Intellect Books, Bristol, U.K., 2003.
203 pp., illus. ISBN: 1-84150-048-8

Reviewed by Rob Harle (Australia)

recluse@lis.net.au

This is a highly readable and thought provoking book. Pepperell’s research is extensive and covers many quite disparate disciplines such as art, technology, culture, history and religious politics. All these are relevant to the posthuman condition.

Just what is meant by posthuman? Briefly, three rather different notions apply to posthumanism. Firstly, it means the end or demise of “humanism”. Secondly, it embraces a new way of understanding that which constitutes being human. Thirdly, it “refers to the general convergence of biology and technology to the point where they are becoming indistinguishable” (p. iv). The book expands and carefully investigates these definitions. The questions asked are profound and the answers provided, in some cases speculative, delve into the deepest and most sacred beliefs of the waning humanist epoch.

The Posthuman Condition: Consciousness Beyond the Brain, is challenging and for stalwart, recalcitrant humanists I think it will be most confronting. Pepperell is not a fanatic, nor is he a table thumping techno-evangelist. In fact, his approach is gentle, perhaps somewhat understated. I was delighted in reading this book not to have to endure the over enthusiastic, overly sensationalised techno-hype which is evident in quite a few books dealing with cyborgs, transhumanism and Extropianism. The lack of techno-hype and pseudo-scientific jargon tends to belie the extreme importance and relevance of Pepperell’s work.

This is not a manual for building intelligent robots nor a primer for creating a conscious (of self) artificial intelligent entity. However, I believe anyone who does not embrace the fundamental concepts outlined in this book will never create such entities. AI researchers generally, have grossly underestimated the complexity, essential embodiment and interconnectedness with the environment of complex dynamical systems (ants, humans, plants). Hence the failure to produce anything except apparently smart machines.
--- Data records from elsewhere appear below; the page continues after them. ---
//! Parse progress.

bitflags::bitflags! {
    /// Which stages of an [`ElfParser`](crate::ElfParser) have completed.
    ///
    /// Flags are only ever added, through [`ParseStatus::advance`]. Each one
    /// is set at most once per parser and gates re-execution of its stage.
    #[derive(Debug, Clone, Copy, PartialEq, Eq, Default)]
    pub struct ParseStatus: u8 {
        /// The raw buffer is available.
        const LOADED = 1 << 0;
        /// The file header has been decoded.
        const HEADER_READ = 1 << 1;
        /// The program header table has been decoded.
        const PROGRAM_HEADERS_READ = 1 << 2;
        /// The section header table has been decoded and named.
        const SECTION_TABLE_READ = 1 << 3;
        /// The symbol table has been decoded and named.
        const SYMBOL_TABLE_READ = 1 << 4;
    }
}

impl ParseStatus {
    /// Returns the status with `stage` marked complete.
    #[must_use]
    pub fn advance(self, stage: Self) -> Self {
        self | stage
    }

    /// Whether the buffer is loaded.
    #[must_use]
    pub fn loaded(self) -> bool {
        self.contains(Self::LOADED)
    }

    /// Whether the header stage has completed.
    #[must_use]
    pub fn header_read(self) -> bool {
        self.contains(Self::HEADER_READ)
    }

    /// Whether the program header stage has completed.
    #[must_use]
    pub fn program_headers_read(self) -> bool {
        self.contains(Self::PROGRAM_HEADERS_READ)
    }

    /// Whether the section stage has completed.
    #[must_use]
    pub fn section_table_read(self) -> bool {
        self.contains(Self::SECTION_TABLE_READ)
    }

    /// Whether the symbol stage has completed.
    #[must_use]
    pub fn symbol_table_read(self) -> bool {
        self.contains(Self::SYMBOL_TABLE_READ)
    }

    /// Whether the file has been fully read.
    #[must_use]
    pub fn is_complete(self) -> bool {
        self.symbol_table_read()
    }
}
There are exceptions to this ignorance (and arrogance) such as the work of Brookes et al. at M.I.T. [1], whose work I have also drawn on and cited extensively in my own research [2].

The Moody Blues created an album in 1969 entitled, On The Threshold of a Dream, this book is about emerging from such a threshold into the reality of a new epoch — the posthuman. Elements of this dream were; an understanding of existence without the fear and prejudice perpetrated by religious dogma, an holistic interconnectedness of all living things (including this planet), and the possibility of subsuming the life destroying humanist world view (humans as the measure and pinnacle of all things) which has brought us towards the brink of extinction. This book advocates nothing less than a major paradigmatic shift in our understanding of existence.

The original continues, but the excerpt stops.